[Start of section]

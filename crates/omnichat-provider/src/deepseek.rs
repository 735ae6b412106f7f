//! DeepSeek chat adapter (OpenAI-compatible).

use crate::dispatch::Provider;
use crate::openai::{self, CompatProfile, ImageEncoding};
use crate::options::ChatOptions;

pub const PROFILE: CompatProfile = CompatProfile {
    kind: Provider::DeepSeek,
    provider: "DeepSeek",
    base_url: "https://api.deepseek.com/v1",
    default_model: "deepseek-chat",
    images: ImageEncoding::RawBase64,
    plugins: true,
    image_model: "",
    image_options: false,
};

pub async fn chat(options: ChatOptions) {
    openai::chat_with(&PROFILE, options).await
}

[End of section]

HOW TO COMPLETE THIS TASK:
Retype the listing above word for word.

SOLUTION TO THIS TASK:
filename crates/omnichat-provider/src/deepseek.rs
repository 735ae6b412106f7f
//! DeepSeek chat adapter (OpenAI-compatible).

use crate::dispatch::Provider;
use crate::openai::{self, CompatProfile, ImageEncoding};
use crate::options::ChatOptions;

pub const PROFILE: CompatProfile = CompatProfile {
    kind: Provider::DeepSeek,
    provider: "DeepSeek",
    base_url: "https://api.deepseek.com/v1",
    default_model: "deepseek-chat",
    images: ImageEncoding::RawBase64,
    plugins: true,
    image_model: "",
    image_options: false,
};

pub async fn chat(options: ChatOptions) {
    openai::chat_with(&PROFILE, options).await
}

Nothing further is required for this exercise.